───── Entries supplied ─────
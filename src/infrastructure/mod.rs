//! Infrastructure layer for external integrations.
//!
//! This layer implements interfaces defined by the domain layer, providing
//! concrete record stores and wiring the one selected by configuration.
//!
//! # Modules
//!
//! - [`persistence`] - PostgreSQL, Redis and in-memory repository implementations

pub mod persistence;

use anyhow::{Context, Result};
use redis::aio::ConnectionManager;
use sqlx::postgres::PgPoolOptions;
use std::sync::Arc;
use std::time::Duration;
use tracing::info;

use crate::config::{Config, StorageBackend};
use crate::domain::repositories::{DeletionLogRepository, LinkRepository};
use persistence::{
    MemoryDeletionLogRepository, MemoryLinkRepository, PgDeletionLogRepository, PgLinkRepository,
    RedisDeletionLogRepository, RedisLinkRepository,
};

/// The record store and deletion log of one backend.
#[derive(Clone)]
pub struct Store {
    pub links: Arc<dyn LinkRepository>,
    pub deletion_log: Arc<dyn DeletionLogRepository>,
}

impl Store {
    /// In-process store; contents are lost on restart.
    pub fn in_memory() -> Self {
        let deletion_log = Arc::new(MemoryDeletionLogRepository::new());
        Self {
            links: Arc::new(MemoryLinkRepository::new(deletion_log.clone())),
            deletion_log,
        }
    }
}

/// Connects to the backend selected by `STORAGE_BACKEND`.
///
/// For PostgreSQL the embedded migrations are applied before returning.
///
/// # Errors
///
/// Returns an error if the backend URL is missing, the connection cannot be
/// established, or migrations fail.
pub async fn connect_store(config: &Config) -> Result<Store> {
    match config.storage_backend {
        StorageBackend::Postgres => {
            let database_url = config
                .database_url
                .as_deref()
                .context("DATABASE_URL is required for the postgres backend")?;

            let pool = PgPoolOptions::new()
                .max_connections(config.db_max_connections)
                .acquire_timeout(Duration::from_secs(config.db_connect_timeout))
                .idle_timeout(Duration::from_secs(config.db_idle_timeout))
                .max_lifetime(Duration::from_secs(config.db_max_lifetime))
                .connect(database_url)
                .await
                .context("Failed to connect to PostgreSQL")?;
            info!("Connected to database");

            sqlx::migrate!("./migrations")
                .run(&pool)
                .await
                .context("Failed to run database migrations")?;

            let pool = Arc::new(pool);
            Ok(Store {
                links: Arc::new(PgLinkRepository::new(pool.clone())),
                deletion_log: Arc::new(PgDeletionLogRepository::new(pool)),
            })
        }
        StorageBackend::Redis => {
            let redis_url = config
                .redis_url
                .as_deref()
                .context("REDIS_URL is required for the redis backend")?;

            let conn = connect_redis(redis_url).await?;

            Ok(Store {
                links: Arc::new(RedisLinkRepository::new(
                    conn.clone(),
                    config.redis_key_prefix.clone(),
                    config.redis_ttl_grace_seconds,
                )),
                deletion_log: Arc::new(RedisDeletionLogRepository::new(
                    conn,
                    &config.redis_key_prefix,
                )),
            })
        }
        StorageBackend::Memory => {
            info!("Using in-memory store; records are lost on restart");
            Ok(Store::in_memory())
        }
    }
}

/// Opens a managed Redis connection and validates it with a PING.
async fn connect_redis(redis_url: &str) -> Result<ConnectionManager> {
    let client = redis::Client::open(redis_url).context("Failed to create Redis client")?;

    let mut manager = ConnectionManager::new(client)
        .await
        .context("Failed to connect to Redis")?;

    redis::cmd("PING")
        .query_async::<()>(&mut manager)
        .await
        .context("Redis PING failed")?;

    info!("Connected to Redis");

    Ok(manager)
}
─────
Exercise objective: Repeat each entry above, matching every line exactly.

Answer area:
filename src/infrastructure/mod.rs
//! Infrastructure layer for external integrations.
//!
//! This layer implements interfaces defined by the domain layer, providing
//! concrete record stores and wiring the one selected by configuration.
//!
//! # Modules
//!
//! - [`persistence`] - PostgreSQL, Redis and in-memory repository implementations

pub mod persistence;

use anyhow::{Context, Result};
use redis::aio::ConnectionManager;
use sqlx::postgres::PgPoolOptions;
use std::sync::Arc;
use std::time::Duration;
use tracing::info;

use crate::config::{Config, StorageBackend};
use crate::domain::repositories::{DeletionLogRepository, LinkRepository};
use persistence::{
    MemoryDeletionLogRepository, MemoryLinkRepository, PgDeletionLogRepository, PgLinkRepository,
    RedisDeletionLogRepository, RedisLinkRepository,
};

/// The record store and deletion log of one backend.
#[derive(Clone)]
pub struct Store {
    pub links: Arc<dyn LinkRepository>,
    pub deletion_log: Arc<dyn DeletionLogRepository>,
}

impl Store {
    /// In-process store; contents are lost on restart.
    pub fn in_memory() -> Self {
        let deletion_log = Arc::new(MemoryDeletionLogRepository::new());
        Self {
            links: Arc::new(MemoryLinkRepository::new(deletion_log.clone())),
            deletion_log,
        }
    }
}

/// Connects to the backend selected by `STORAGE_BACKEND`.
///
/// For PostgreSQL the embedded migrations are applied before returning.
///
/// # Errors
///
/// Returns an error if the backend URL is missing, the connection cannot be
/// established, or migrations fail.
pub async fn connect_store(config: &Config) -> Result<Store> {
    match config.storage_backend {
        StorageBackend::Postgres => {
            let database_url = config
                .database_url
                .as_deref()
                .context("DATABASE_URL is required for the postgres backend")?;

            let pool = PgPoolOptions::new()
                .max_connections(config.db_max_connections)
                .acquire_timeout(Duration::from_secs(config.db_connect_timeout))
                .idle_timeout(Duration::from_secs(config.db_idle_timeout))
                .max_lifetime(Duration::from_secs(config.db_max_lifetime))
                .connect(database_url)
                .await
                .context("Failed to connect to PostgreSQL")?;
            info!("Connected to database");

            sqlx::migrate!("./migrations")
                .run(&pool)
                .await
                .context("Failed to run database migrations")?;

            let pool = Arc::new(pool);
            Ok(Store {
                links: Arc::new(PgLinkRepository::new(pool.clone())),
                deletion_log: Arc::new(PgDeletionLogRepository::new(pool)),
            })
        }
        StorageBackend::Redis => {
            let redis_url = config
                .redis_url
                .as_deref()
                .context("REDIS_URL is required for the redis backend")?;

            let conn = connect_redis(redis_url).await?;

            Ok(Store {
                links: Arc::new(RedisLinkRepository::new(
                    conn.clone(),
                    config.redis_key_prefix.clone(),
                    config.redis_ttl_grace_seconds,
                )),
                deletion_log: Arc::new(RedisDeletionLogRepository::new(
                    conn,
                    &config.redis_key_prefix,
                )),
            })
        }
        StorageBackend::Memory => {
            info!("Using in-memory store; records are lost on restart");
            Ok(Store::in_memory())
        }
    }
}

/// Opens a managed Redis connection and validates it with a PING.
async fn connect_redis(redis_url: &str) -> Result<ConnectionManager> {
    let client = redis::Client::open(redis_url).context("Failed to create Redis client")?;

    let mut manager = ConnectionManager::new(client)
        .await
        .context("Failed to connect to Redis")?;

    redis::cmd("PING")
        .query_async::<()>(&mut manager)
        .await
        .context("Redis PING failed")?;

    info!("Connected to Redis");

    Ok(manager)
}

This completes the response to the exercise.